BEGIN

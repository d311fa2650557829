use kinefit_kinematics::*;

fn main() {
    let times = vec![0.0, 0.1, 0.2, 0.3, 0.4, 0.5];
    let accelerations = vec![2.704, 2.755, 2.646, 1.721, 0.640, 0.379];
    let degree = 3;

    let model_result = SampleSet::new(times, accelerations)
        .and_then(|samples| KinematicModel::from_samples(&samples, degree));

    match model_result {
        Ok(model) => {
            println!("Fitted model:");
            println!("  Domain:       {} s", model.domain());
            println!("  a(t) = {}", model.acceleration().terms(0, 5));
            println!("  v(t) = {}", model.velocity().terms(1, 5));
            println!("  x(t) = {}", model.position().terms(2, 5));
            println!("\nSampling...");

            let steps = 10;
            let end = model.domain().end();
            for i in 0..=steps {
                let t = end * i as f64 / steps as f64;
                match model.evaluate(t) {
                    Ok(state) => println!("Step {:>2}: {}", i, state),
                    Err(e) => {
                        eprintln!("Error at step {}: {}", i, e);
                        break;
                    }
                }
            }
        }
        Err(e) => {
            eprintln!("Failed to fit acceleration samples: {}", e);
        }
    }
}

END

Work task
Each line, starting with the one containing "let degree = 3;" and ending with the last line of the records above, should be reproduced exactly.

Written solution
    let degree = 3;

    let model_result = SampleSet::new(times, accelerations)
        .and_then(|samples| KinematicModel::from_samples(&samples, degree));

    match model_result {
        Ok(model) => {
            println!("Fitted model:");
            println!("  Domain:       {} s", model.domain());
            println!("  a(t) = {}", model.acceleration().terms(0, 5));
            println!("  v(t) = {}", model.velocity().terms(1, 5));
            println!("  x(t) = {}", model.position().terms(2, 5));
            println!("\nSampling...");

            let steps = 10;
            let end = model.domain().end();
            for i in 0..=steps {
                let t = end * i as f64 / steps as f64;
                match model.evaluate(t) {
                    Ok(state) => println!("Step {:>2}: {}", i, state),
                    Err(e) => {
                        eprintln!("Error at step {}: {}", i, e);
                        break;
                    }
                }
            }
        }
        Err(e) => {
            eprintln!("Failed to fit acceleration samples: {}", e);
        }
    }
}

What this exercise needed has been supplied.